Wednesday, September 5, 2012

In Numbers, or Not

(This blog was originally posted 12/28/2008.  I liked it enough to rehash it here. m)

“Life is either a daring adventure or nothing. Security is mostly a superstition. It does not exist in nature.”- Helen Keller

In these times, when three or four of my friends have been laid off, and when it isn't inconceivable for me to be worried about my position, I do have to wonder about this illusion of safety we all live under...

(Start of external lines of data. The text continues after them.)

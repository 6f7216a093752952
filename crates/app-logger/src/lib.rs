use std::{
    env, fs,
    path::{Path, PathBuf},
};

pub use log::{debug, error, info, trace, warn, LevelFilter};
use log4rs::{
    append::{
        console::{ConsoleAppender, Target},
        file::FileAppender,
    },
    config::{Appender, Config, Root},
    encode::pattern::PatternEncoder,
    filter::threshold::ThresholdFilter,
};
use sanitize_filename::sanitize_with_options;

const FILE_PATTERN: &str = "{d(%Y-%m-%d %H:%M:%S)} {l:<5} [{M}] {m}{n}";
const CONSOLE_PATTERN: &str = "{h({l:<5})} {m}{n}";

#[derive(Debug, Clone, Copy, Default)]
pub struct LoggerConfigBuilder<'a> {
    config: LoggerConfig<'a>,
}

impl<'a> LoggerConfigBuilder<'a> {
    #[must_use]
    pub fn new() -> Self {
        Self::default()
    }

    #[must_use]
    pub fn name_suffix(mut self, name_suffix: &'a str) -> Self {
        self.config.name_suffix = Some(name_suffix);
        self
    }

    #[must_use]
    pub fn program_name(mut self, program_name: &'a str) -> Self {
        self.config.program_name = Some(program_name);
        self
    }

    /// Directory the run log is written to.
    ///
    /// Defaults to the OS temp directory.
    #[must_use]
    pub fn log_directory(mut self, log_directory: &'a Path) -> Self {
        self.config.log_directory = Some(log_directory);
        self
    }

    #[must_use]
    pub fn file_log_level(mut self, log_level: LevelFilter) -> Self {
        self.config.file_log_level = Some(log_level);
        self
    }

    #[must_use]
    pub fn console_log_level(mut self, log_level: LevelFilter) -> Self {
        self.config.console_log_level = Some(log_level);
        self
    }

    #[must_use]
    pub fn build(self) -> LoggerConfig<'a> {
        self.config
    }
}

#[derive(Debug, Clone, Copy, Default)]
pub struct LoggerConfig<'a> {
    pub(crate) name_suffix: Option<&'a str>,
    pub(crate) program_name: Option<&'a str>,
    pub(crate) log_directory: Option<&'a Path>,
    pub(crate) file_log_level: Option<LevelFilter>,
    pub(crate) console_log_level: Option<LevelFilter>,
}

impl<'a> From<LoggerConfigBuilder<'a>> for LoggerConfig<'a> {
    fn from(builder: LoggerConfigBuilder<'a>) -> Self {
        builder.build()
    }
}

impl LoggerConfig<'_> {
    #[must_use]
    pub fn builder() -> LoggerConfigBuilder<'static> {
        LoggerConfigBuilder::new()
    }
}

/// Sets up the global logger: one appender for the run log file and one for the console.
///
/// Returns the path of the log file alongside the handle so callers can point users at it.
pub fn init<'a, T: Into<LoggerConfig<'a>>>(cfg: T) -> anyhow::Result<(log4rs::Handle, PathBuf)> {
    let cfg: LoggerConfig = cfg.into();

    let log_file = log_file_path(&cfg);
    fs::create_dir_all(log_file.parent().ok_or_else(|| {
        anyhow::anyhow!(
            "Failed to get parent directory of log file path: {:?}",
            &log_file
        )
    })?)?;

    let config = Config::builder();
    let config = {
        let log = FileAppender::builder()
            .encoder(Box::new(PatternEncoder::new(FILE_PATTERN)))
            .build(&log_file)?;
        let log_level = cfg.file_log_level.unwrap_or(LevelFilter::Debug);
        config.appender(
            Appender::builder()
                .filter(Box::new(ThresholdFilter::new(log_level)))
                .build("logfile", Box::new(log)),
        )
    };
    let config = {
        let console = ConsoleAppender::builder()
            .target(Target::Stdout)
            .encoder(Box::new(PatternEncoder::new(CONSOLE_PATTERN)))
            .build();
        let log_level = cfg.console_log_level.unwrap_or(if cfg!(debug_assertions) {
            LevelFilter::Trace
        } else {
            LevelFilter::Info
        });
        config.appender(
            Appender::builder()
                .filter(Box::new(ThresholdFilter::new(log_level)))
                .build("console", Box::new(console)),
        )
    };
    let config = config.build(
        Root::builder()
            .appender("logfile")
            .appender("console")
            .build(LevelFilter::Trace),
    )?;

    let handle = log4rs::init_config(config)?;

    debug!("Logging to {:?}", &log_file);

    Ok((handle, log_file))
}

fn log_file_path(config: &LoggerConfig) -> PathBuf {
    let program_name = config
        .program_name
        .map_or_else(|| env!("CARGO_PKG_NAME").to_string(), ToString::to_string);

    let mut file_name = program_name;

    if let Some(suffix) = config.name_suffix {
        file_name = format!("{file_name}_{suffix}");
    }

    file_name = format!("{file_name}.log");

    let file_name = sanitize_with_options(
        file_name,
        sanitize_filename::Options {
            truncate: true,
            replacement: "^",
            ..Default::default()
        },
    );

    config
        .log_directory
        .map_or_else(env::temp_dir, Path::to_path_buf)
        .join(file_name)
}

Sure, there's the old adage that most of us are one paycheck away from being homeless....
But even worse, we are all really on the precipice of life and death every single day.  We climb into giant hurdling machines and up the ante by eating or talking on the phone, or turning radio stations.  We eat food that we would not be able to identify if it were broken down to it's alien simple particles.  We do things every day that are likely to make us targets of random violence or victims of hapless accidents. 

I answered a meme-ish survey about the last time I was close to dying.  I answered truthfully, "right now... and right now... and right now."

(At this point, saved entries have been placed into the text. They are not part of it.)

#[cfg(test)]
mod tests {
    use super::*;
    use glam::UVec2;
    use proptest::prelude::*;

    fn press() -> TickInput {
        TickInput {
            control_pressed: true,
            ..TickInput::default()
        }
    }

    #[test]
    fn test_phase_table_scored_rally() {
        use GamePhase::*;
        let mode = GameMode::ScoredRally;
        assert_eq!(next_phase(mode, Init, false, false), Idle);
        assert_eq!(next_phase(mode, Idle, true, false), Start);
        assert_eq!(next_phase(mode, Idle, false, false), Idle);
        assert_eq!(next_phase(mode, Start, true, false), Play);
        assert_eq!(next_phase(mode, Play, false, true), PointEnd);
        assert_eq!(next_phase(mode, Play, true, false), Play);
        assert_eq!(next_phase(mode, PointEnd, true, false), Start);
        assert_eq!(next_phase(mode, PointEnd, false, true), PointEnd);
    }

    #[test]
    fn test_phase_table_continuous_demo() {
        use GamePhase::*;
        let mode = GameMode::ContinuousDemo;
        assert_eq!(next_phase(mode, Init, false, false), Play);
        assert_eq!(next_phase(mode, Idle, true, false), Play);
        assert_eq!(next_phase(mode, Play, true, false), Idle);
        // scoring trigger is meaningless in demo mode
        assert_eq!(next_phase(mode, Play, false, true), Play);
        // foreign phases fall back to the safe initial state
        assert_eq!(next_phase(mode, Start, false, false), Idle);
        assert_eq!(next_phase(mode, PointEnd, false, false), Idle);
    }

    #[test]
    fn test_scored_rally_point_flow() {
        let mut state = GameState::new(Config::scored_rally());
        let idle = TickInput::default();

        tick(&mut state, &idle);
        assert_eq!(state.phase, GamePhase::Idle);
        tick(&mut state, &press());
        assert_eq!(state.phase, GamePhase::Start);
        tick(&mut state, &press());
        assert_eq!(state.phase, GamePhase::Play);

        // flatten the serve and park the defender away from the rally line
        // so the ball reaches the right boundary with no paddle present
        state.ball.vel_y = AxisVel::new(AxisDir::Positive, 0);
        state.config.controls[1] = PaddleControl::Human;
        state.paddles[1].y = 0;

        let mut guard = 0;
        while state.phase == GamePhase::Play {
            tick(&mut state, &idle);
            guard += 1;
            assert!(guard < 10_000, "rally never ended");
        }
        assert_eq!(state.phase, GamePhase::PointEnd);
        assert!(state.latched().right_edge);

        // motion is frozen until acknowledged
        let frozen_ball = state.ball;
        let frozen_paddles = state.paddles;
        for _ in 0..10 {
            tick(&mut state, &idle);
            assert_eq!(state.phase, GamePhase::PointEnd);
            assert_eq!(state.ball, frozen_ball);
            assert_eq!(state.paddles, frozen_paddles);
        }

        // acknowledgment serves toward the side that missed
        tick(&mut state, &press());
        assert_eq!(state.phase, GamePhase::Start);
        assert_eq!(state.ball.vel_x.dir, AxisDir::Positive);
        assert_eq!(
            state.ball.pos.x,
            state.config.centered_x(state.config.ball_size)
        );
    }

    #[test]
    fn test_demo_toggle_pauses_motion() {
        let mut state = GameState::new(Config::continuous_demo());
        let idle = TickInput::default();

        tick(&mut state, &idle);
        assert_eq!(state.phase, GamePhase::Play);

        tick(&mut state, &press());
        assert_eq!(state.phase, GamePhase::Idle);
        let paused = state.ball;
        for _ in 0..5 {
            tick(&mut state, &idle);
        }
        assert_eq!(state.ball, paused);

        tick(&mut state, &press());
        assert_eq!(state.phase, GamePhase::Play);
    }

    #[test]
    fn test_demo_reflects_at_right_edge() {
        let cfg = Config::continuous_demo();
        let mut state = GameState::new(cfg);
        let idle = TickInput::default();
        state.phase = GamePhase::Play;
        // high above both paddles, a few steps short of the right boundary
        let cfg = state.config.clone();
        state.ball.pos = UVec2::new(cfg.h_res - cfg.ball_size - 25, 100);
        state.ball.vel_x = AxisVel::new(AxisDir::Positive, 10);
        state.ball.vel_y = AxisVel::new(AxisDir::Positive, 0);

        tick(&mut state, &idle); // advance
        tick(&mut state, &idle); // advance into the edge window, latch
        assert!(state.latched().right_edge);
        tick(&mut state, &idle); // consume: reflect and nudge back
        assert_eq!(state.ball.vel_x.dir, AxisDir::Negative);
        assert!(state.ball.pos.x + cfg.ball_size <= cfg.h_res);
    }

    #[test]
    fn test_demo_reflects_at_left_edge() {
        let mut state = GameState::new(Config::continuous_demo());
        let idle = TickInput::default();
        state.phase = GamePhase::Play;
        let cfg = state.config.clone();
        state.ball.pos = UVec2::new(15, 100);
        state.ball.vel_x = AxisVel::new(AxisDir::Negative, 10);
        state.ball.vel_y = AxisVel::new(AxisDir::Positive, 0);

        tick(&mut state, &idle); // advance to x=5, latch left edge
        assert!(state.latched().left_edge);
        tick(&mut state, &idle); // consume: reflect rightward
        assert_eq!(state.ball.vel_x.dir, AxisDir::Positive);
        assert_eq!(state.ball.pos.x, 15);
    }

    #[test]
    fn test_ball_commits_flush_at_right_boundary() {
        // containment is inclusive: a step landing exactly on the boundary
        // commits flush, latches, and reflects on the next tick
        let mut state = GameState::new(Config::continuous_demo());
        let idle = TickInput::default();
        state.phase = GamePhase::Play;
        let cfg = state.config.clone();
        state.ball.pos = UVec2::new(cfg.h_res - cfg.ball_size - 10, 100);
        state.ball.vel_x = AxisVel::new(AxisDir::Positive, 10);
        state.ball.vel_y = AxisVel::new(AxisDir::Positive, 0);

        tick(&mut state, &idle); // lands exactly on the boundary
        assert_eq!(state.ball.pos.x, cfg.h_res - cfg.ball_size);
        assert!(state.latched().right_edge);
        tick(&mut state, &idle); // reflects back inside
        assert_eq!(state.ball.vel_x.dir, AxisDir::Negative);
        assert_eq!(state.ball.pos.x, cfg.h_res - cfg.ball_size - 10);
    }

    #[test]
    fn test_autonomous_holds_inside_deadband() {
        let mut state = GameState::new(Config::continuous_demo());
        let idle = TickInput::default();
        state.phase = GamePhase::Play;
        // ball parked at screen center; both paddle centers match it
        state.ball.vel_x = AxisVel::new(AxisDir::Positive, 0);
        state.ball.vel_y = AxisVel::new(AxisDir::Positive, 0);
        let centered = state.config.centered_y(state.config.paddle_height);
        for _ in 0..100 {
            tick(&mut state, &idle);
            assert_eq!(state.paddles[0].y, centered);
            assert_eq!(state.paddles[1].y, centered);
        }
    }

    #[test]
    fn test_autonomous_tracks_outside_deadband() {
        let mut state = GameState::new(Config::continuous_demo());
        let idle = TickInput::default();
        state.phase = GamePhase::Play;
        state.ball.pos.y = 100;
        state.ball.vel_x = AxisVel::new(AxisDir::Positive, 0);
        state.ball.vel_y = AxisVel::new(AxisDir::Positive, 0);
        let before = state.paddles[0].y;
        tick(&mut state, &idle);
        assert_eq!(state.paddles[0].y, before - state.config.paddle_speed);
    }

    #[test]
    fn test_human_contradictory_input_both_apply() {
        let mut cfg = Config::scored_rally();
        cfg.controls = [PaddleControl::Human, PaddleControl::Human];
        let mut state = GameState::new(cfg);
        state.phase = GamePhase::Play;
        let both = TickInput {
            paddles: [PaddleInput { up: true, down: true }; 2],
            ..TickInput::default()
        };

        // mid-screen: both steps apply and cancel out
        let centered = state.config.centered_y(state.config.paddle_height);
        tick(&mut state, &both);
        assert_eq!(state.paddles[0].y, centered);

        // top boundary: up is guard-blocked, down still applies
        state.paddles[0].y = 0;
        tick(&mut state, &both);
        assert_eq!(state.paddles[0].y, state.config.paddle_speed);

        // bottom boundary: down is guard-blocked, up still applies
        let bottom = state.config.v_res - state.config.paddle_height;
        state.paddles[0].y = bottom;
        tick(&mut state, &both);
        assert_eq!(state.paddles[0].y, bottom - state.config.paddle_speed);
    }

    #[test]
    fn test_paddle_bounce_conserves_preset_speeds() {
        let mut state = GameState::new(Config::scored_rally());
        let idle = TickInput::default();
        state.phase = GamePhase::Play;
        let cfg = state.config.clone();
        // ball one step short of the right paddle column, dead center
        state.ball.pos = UVec2::new(
            cfg.right_paddle_x() - cfg.ball_size,
            cfg.centered_y(cfg.ball_size),
        );
        state.ball.vel_x = AxisVel::new(AxisDir::Positive, 10);
        state.ball.vel_y = AxisVel::new(AxisDir::Positive, 0);

        tick(&mut state, &idle); // advance onto the paddle, latch p2
        assert!(state.latched().p2);
        tick(&mut state, &idle); // consume: bounce leftward
        assert_eq!(state.ball.vel_x.dir, AxisDir::Negative);
        assert_eq!(state.ball.vel_x.speed, cfg.bounce_x_left);
        // dead-center hit lands in a flat-return zone
        assert_eq!(state.ball.vel_y.speed, 0);
        assert!(cfg.zone_speeds.contains(&state.ball.vel_y.speed));
    }

    #[test]
    fn test_left_paddle_bounce_sends_ball_rightward() {
        let mut state = GameState::new(Config::scored_rally());
        let idle = TickInput::default();
        state.phase = GamePhase::Play;
        let cfg = state.config.clone();
        // strike near the paddle top: steep upward return
        state.paddles[0].y = 490;
        state.ball.pos = UVec2::new(cfg.left_paddle_x() + 2, 495 - cfg.ball_size / 2);
        state.ball.vel_x = AxisVel::new(AxisDir::Negative, 10);
        state.ball.vel_y = AxisVel::new(AxisDir::Positive, 0);

        tick(&mut state, &idle); // latch p1 at the committed overlap
        assert!(state.latched().p1);
        tick(&mut state, &idle);
        assert_eq!(state.ball.vel_x.dir, AxisDir::Positive);
        assert_eq!(state.ball.vel_x.speed, cfg.bounce_x_right);
        assert_eq!(state.ball.vel_y.dir, AxisDir::Negative);
        assert_eq!(state.ball.vel_y.speed, 15);
    }

    proptest! {
        #[test]
        fn prop_positions_stay_in_bounds(mask in any::<u64>(), frames in 1usize..600) {
            let mut state = GameState::new(Config::continuous_demo());
            for i in 0..frames {
                let input = TickInput {
                    control_pressed: mask & (1 << (i % 64)) != 0,
                    ..TickInput::default()
                };
                tick(&mut state, &input);
                let cfg = &state.config;
                prop_assert!(state.ball.pos.x + cfg.ball_size <= cfg.h_res);
                prop_assert!(state.ball.pos.y + cfg.ball_size <= cfg.v_res);
                for paddle in state.paddles {
                    prop_assert!(paddle.y + cfg.paddle_height <= cfg.v_res);
                }
            }
        }

        #[test]
        fn prop_reset_restores_power_on_state(mask in any::<u64>(), frames in 0usize..400) {
            let mut state = GameState::new(Config::scored_rally());
            for i in 0..frames {
                let input = TickInput {
                    control_pressed: mask & (1 << (i % 64)) != 0,
                    paddles: [PaddleInput { up: i % 3 == 0, down: i % 5 == 0 }; 2],
                    reset: false,
                };
                tick(&mut state, &input);
            }
            let reset = TickInput { reset: true, ..TickInput::default() };
            tick(&mut state, &reset);
            prop_assert_eq!(state, GameState::new(Config::scored_rally()));
        }

        #[test]
        fn prop_bounce_speeds_come_from_preset(paddle_y in 0u32..980, ball_dy in 0u32..84) {
            let mut state = GameState::new(Config::scored_rally());
            let idle = TickInput::default();
            state.phase = GamePhase::Play;
            state.config.controls = [PaddleControl::Human, PaddleControl::Human];
            let cfg = state.config.clone();
            state.paddles[1].y = paddle_y;
            state.ball.pos = UVec2::new(cfg.right_paddle_x(), paddle_y + ball_dy);
            state.ball.vel_x = AxisVel::new(AxisDir::Positive, 10);
            state.ball.vel_y = AxisVel::new(AxisDir::Positive, 0);

            tick(&mut state, &idle); // latch the overlap
            prop_assert!(state.latched().p2);
            tick(&mut state, &idle); // consume the bounce
            prop_assert_eq!(state.ball.vel_x.dir, AxisDir::Negative);
            prop_assert_eq!(state.ball.vel_x.speed, cfg.bounce_x_left);
            prop_assert!(cfg.zone_speeds.contains(&state.ball.vel_y.speed));
        }
    }
}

That tingle in my spine could be a brain tumor, the pain in my thigh could be blood clot making its way towards my heart.  I could be dead by morning and not ever have known what hit me.  Unlikely sure, but unlikelier things happen all the time.  My best friend in high school had the same first and middle name as me.  I'd say the odds of me dying on any given day of any given thing are at least as good as that.

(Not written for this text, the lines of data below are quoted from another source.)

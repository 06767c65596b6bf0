//! Per-query-point membership flags for the external compositor
//!
//! Pure combinational functions of the committed state: for any queried
//! coordinate the compositor learns which object, if any, owns that pixel.
//! Color blending and serialization happen downstream; this module only
//! asserts ownership and hands back the object for the color lookup.

use glam::UVec2;
use serde::{Deserialize, Serialize};

use super::state::{GamePhase, GameState, Side};
use crate::settings::GameMode;

/// Object owning a pixel, in compositing priority order
#[derive(Debug, Clone, Copy, PartialEq, Eq, Serialize, Deserialize)]
pub enum ObjectKind {
    Ball,
    LeftPaddle,
    RightPaddle,
}

/// Half-open point-in-rectangle test
fn in_rect(query: UVec2, pos: UVec2, size: UVec2) -> bool {
    query.x >= pos.x && query.x < pos.x + size.x && query.y >= pos.y && query.y < pos.y + size.y
}

/// Whether the ball is drawn at all in the current phase. The scored rally
/// hides it while waiting to start; the demo keeps it on screen even while
/// paused.
pub fn ball_visible(state: &GameState) -> bool {
    match state.config.mode {
        GameMode::ScoredRally => !matches!(state.phase, GamePhase::Init | GamePhase::Idle),
        GameMode::ContinuousDemo => true,
    }
}

/// Does the ball own the queried coordinate?
pub fn ball_present(state: &GameState, query: UVec2) -> bool {
    if !ball_visible(state) {
        return false;
    }
    let (pos, size) = state.ball.rect(&state.config);
    in_rect(query, pos, size)
}

/// Does the given paddle own the queried coordinate?
pub fn paddle_present(state: &GameState, side: Side, query: UVec2) -> bool {
    let (pos, size) = state.paddles[side.index()].rect(side, &state.config);
    in_rect(query, pos, size)
}

/// Object owning the queried coordinate, ball over paddles
pub fn object_at(state: &GameState, query: UVec2) -> Option<ObjectKind> {
    if ball_present(state, query) {
        Some(ObjectKind::Ball)
    } else if paddle_present(state, Side::Left, query) {
        Some(ObjectKind::LeftPaddle)
    } else if paddle_present(state, Side::Right, query) {
        Some(ObjectKind::RightPaddle)
    } else {
        None
    }
}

So before you check out and say to yourself, "Oh she's going to get all morbid again," I do have a real point.  And that is that maybe most of us should stop living with the illusion that we are safe.  Maybe we need to stop avoiding risk in the hopes that we will live far into our golden years.. when if you think about it, the years you have now have the potential to be so much greater than your "golden" years... if you just let them.

Pet that snake
Jump off that cliff
Date that guy
Make that trip

And yes, face that goddamned whale.

Carpe that fucking diem my friends, because when we go, we might as well leave a bunch of puzzled on-lookers staring at our corpse and saying, "what the hell was THAT?!"